To celebrate my 53rd birthday (quietly), and by invitation, I took a bus to Changwon that Friday [8] afternoon and stayed at my customary motel. The ‘party’ was, alas, merely four of us, but of course, it’s the fact that those few people cared enough to come and give whatever gifts they felt were fitting for the occasion that is most important.
We’ll skip over that event, and cut to the early hours of the morning: munching on a couple of cheese toast sandwiches (my avoidance of gluten-rich products tossed temporarily out of the window due to a case of the munchies), I found that there was plenty of unsecured wifi available to that room, and watched a very interesting two-hour lecture by the late Terence McKenna:
(The point in question is at about 31:30 minutes into play time)

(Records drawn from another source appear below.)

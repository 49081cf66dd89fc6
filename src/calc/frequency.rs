// src/calc/frequency.rs

use crate::error::{Result, VolatilityError};

pub const TRADING_DAYS_PER_YEAR: f64 = 252.0;
pub const WEEKS_PER_YEAR: f64 = 52.0;
pub const MONTHS_PER_YEAR: f64 = 12.0;

/// Maps a sampling frequency name to its periods per year.
///
/// Accepts `daily`, `weekly`, `monthly` or a positive number such as `365`.
pub fn periods_per_year_for(frequency: &str) -> Result<f64> {
    match frequency.trim().to_ascii_lowercase().as_str() {
        "daily" | "day" => Ok(TRADING_DAYS_PER_YEAR),
        "weekly" | "week" => Ok(WEEKS_PER_YEAR),
        "monthly" | "month" => Ok(MONTHS_PER_YEAR),
        other => match other.parse::<f64>() {
            Ok(n) if n.is_finite() && n > 0.0 => Ok(n),
            _ => Err(VolatilityError::invalid(format!(
                "periods per year must be a positive number or daily/weekly/monthly, got '{}'",
                frequency
            ))),
        },
    }
}

#[cfg(test)]
mod tests {
    use super::*;

    #[test]
    fn test_named_frequencies() {
        assert_eq!(periods_per_year_for("daily").unwrap(), 252.0);
        assert_eq!(periods_per_year_for(" Weekly ").unwrap(), 52.0);
        assert_eq!(periods_per_year_for("monthly").unwrap(), 12.0);
    }

    #[test]
    fn test_numeric_frequency() {
        assert_eq!(periods_per_year_for("365").unwrap(), 365.0);
        assert!(periods_per_year_for("0").is_err());
        assert!(periods_per_year_for("-12").is_err());
        assert!(periods_per_year_for("hourly").is_err());
    }
}
use anyhow::Result;
use log::info;
use std::io;
use volatility_calculator::config::{Config, SeriesSource};
use volatility_calculator::data::series_file::{load_series, read_series};
use volatility_calculator::calculate_volatility;

const DEMO_PRICES: [f64; 6] = [100.0, 102.0, 101.0, 105.0, 107.0, 106.0];

fn main() -> Result<()> {
    env_logger::init();

    let config = Config::from_env()?;
    info!("options: {:?}", config.options);

    // A returns file takes precedence; prices are then not read at all
    let (prices, returns) = match &config.returns {
        Some(path) => (None, Some(load_series(path)?)),
        None => {
            let prices = match &config.prices {
                SeriesSource::Demo => DEMO_PRICES.to_vec(),
                SeriesSource::Stdin => read_series(io::stdin().lock())?,
                SeriesSource::File(path) => load_series(path)?,
            };
            (Some(prices), None)
        }
    };

    let observations = returns.as_ref().or(prices.as_ref()).map_or(0, Vec::len);
    let kind = if returns.is_some() { "returns" } else { "prices" };

    let per_period = calculate_volatility(
        prices.as_deref(),
        returns.as_deref(),
        &config.options.clone().with_annualize(false),
    )?;
    let annualized = calculate_volatility(
        prices.as_deref(),
        returns.as_deref(),
        &config.options.clone().with_annualize(true),
    )?;

    println!("Observations: {} {}", observations, kind);
    if returns.is_none() {
        println!("Return method: {}", config.options.method);
    }
    println!("Per-period volatility: {:.6}", per_period);
    println!(
        "Annualized volatility ({} periods/year): {:.6}",
        config.options.periods_per_year, annualized
    );

    Ok(())
}
use std::collections::BTreeMap;
use std::sync::{Arc, RwLock};

use anyhow::{anyhow, Result};
use log::debug;

use crate::snapshot::normalize_partition_name;

use super::partition::Partition;

/// The whole in-memory grid: a set of named partitions.
#[derive(Debug, Default)]
pub struct Store {
    partitions: RwLock<BTreeMap<String, Arc<Partition>>>,
}

impl Store {
    pub fn new() -> Self {
        Self::default()
    }

    /// Create a new partition. Fails if a partition with that name already exists.
    pub fn create_partition<S: AsRef<str>>(&self, name: S) -> Result<Arc<Partition>> {
        let name = normalize_partition_name(name.as_ref());
        if name.is_empty() {
            return Err(anyhow!("partition name must not be empty"));
        }
        let mut parts = self.partitions.write().unwrap_or_else(|e| e.into_inner());
        if parts.contains_key(name) {
            return Err(anyhow!("partition '{}' already exists", name));
        }
        let p = Arc::new(Partition::new(name));
        parts.insert(name.to_string(), Arc::clone(&p));
        debug!("store: partition '{}' created", name);
        Ok(p)
    }

    pub fn partition<S: AsRef<str>>(&self, name: S) -> Option<Arc<Partition>> {
        let name = normalize_partition_name(name.as_ref());
        self.partitions
            .read()
            .unwrap_or_else(|e| e.into_inner())
            .get(name)
            .cloned()
    }

    pub fn get_or_create_partition<S: AsRef<str>>(&self, name: S) -> Result<Arc<Partition>> {
        let name = normalize_partition_name(name.as_ref());
        if name.is_empty() {
            return Err(anyhow!("partition name must not be empty"));
        }
        let mut parts = self.partitions.write().unwrap_or_else(|e| e.into_inner());
        let p = parts
            .entry(name.to_string())
            .or_insert_with(|| Arc::new(Partition::new(name)));
        Ok(Arc::clone(p))
    }

    /// All partitions in name order.
    pub fn partitions(&self) -> Vec<Arc<Partition>> {
        self.partitions
            .read()
            .unwrap_or_else(|e| e.into_inner())
            .values()
            .cloned()
            .collect()
    }

    pub fn partition_names(&self) -> Vec<String> {
        self.partitions
            .read()
            .unwrap_or_else(|e| e.into_inner())
            .keys()
            .cloned()
            .collect()
    }

    /// Total number of entries over all partitions.
    pub fn total_entries(&self) -> usize {
        self.partitions().iter().map(|p| p.len()).sum()
    }
}
//! grid: минимальный in-memory data grid (Store -> Partition) со своими snapshot-движками.
//!
//! Состав:
//! - partition.rs: Partition (именованная упорядоченная byte KV map).
//! - store.rs: Store (набор партиций).
//! - codec.rs: формат файлов снапшота (native / json).
//! - engines.rs: StoreSnapshotService / PartitionSnapshotService, реализации
//!   StoreSnapshotEngine / PartitionSnapshotEngine для этого grid.

pub mod codec;

mod engines;
mod partition;
mod store;

pub use engines::{PartitionSnapshotService, StoreSnapshotService};
pub use partition::Partition;
pub use store::Store;

use std::sync::Arc;

impl Store {
    /// Store-wide snapshot engine over this store.
    pub fn snapshot_service(self: &Arc<Self>) -> StoreSnapshotService {
        StoreSnapshotService::new(Arc::clone(self))
    }
}

impl Partition {
    /// Snapshot engine bound to this partition.
    pub fn snapshot_service(self: &Arc<Self>) -> PartitionSnapshotService {
        PartitionSnapshotService::new(Arc::clone(self))
    }
}
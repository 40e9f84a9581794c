//! Typed errors of the snapshot service boundary.
//!
//! Engines and codecs speak `anyhow`; adapters translate every engine failure
//! into `SnapshotError::Import` / `SnapshotError::Export`, keeping the original
//! error as `source()`.

use std::path::PathBuf;

use thiserror::Error;

use crate::snapshot::SnapshotFormat;

pub type SnapshotResult<T> = std::result::Result<T, SnapshotError>;

#[derive(Debug, Error)]
pub enum SnapshotError {
    /// Loading one or more snapshot files failed.
    #[error("{message}")]
    Import {
        message: String,
        locations: Vec<PathBuf>,
        format: SnapshotFormat,
        options: Option<String>,
        #[source]
        source: anyhow::Error,
    },

    /// Saving a snapshot (file or directory) failed.
    #[error("{message}")]
    Export {
        message: String,
        location: PathBuf,
        format: SnapshotFormat,
        options: Option<String>,
        #[source]
        source: anyhow::Error,
    },

    #[error("The File location ({}) must exist", .0.display())]
    LocationNotFound(PathBuf),

    #[error("{0}")]
    IllegalState(String),
}

impl SnapshotError {
    pub fn is_import(&self) -> bool {
        matches!(self, SnapshotError::Import { .. })
    }

    pub fn is_export(&self) -> bool {
        matches!(self, SnapshotError::Export { .. })
    }

    /// Format of the failed operation (only for Import/Export).
    pub fn format(&self) -> Option<SnapshotFormat> {
        match self {
            SnapshotError::Import { format, .. } | SnapshotError::Export { format, .. } => {
                Some(*format)
            }
            _ => None,
        }
    }
}

/// Render a list of paths the way the error messages expect: `[a, b, c]`.
pub(crate) fn display_paths(paths: &[PathBuf]) -> String {
    let parts: Vec<String> = paths.iter().map(|p| p.display().to_string()).collect();
    format!("[{}]", parts.join(", "))
}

For those of you not familiar with this person, he became famous for his studies of ethnobotany and the relationships between psychedelic plant extracts and shamanism, and their use as entheogens [1]. Like many of those who have sampled potent psychedelics (although this is not absolutely necessary, of course), his mind became much more open to ideas which conventional ‘education’ (read: ‘social control propaganda’) would otherwise stifle and suppress, and he made a set of remarks which, even at that early hour and with a masticated glob of cheese toast sliding down my throat, struck a chord and made me realise that he was discussing precisely what I myself had been suspecting for a very long time, although perhaps using a rather different phraseology: the inculcation of a state of neoteny in humans as a means of social and psychological control.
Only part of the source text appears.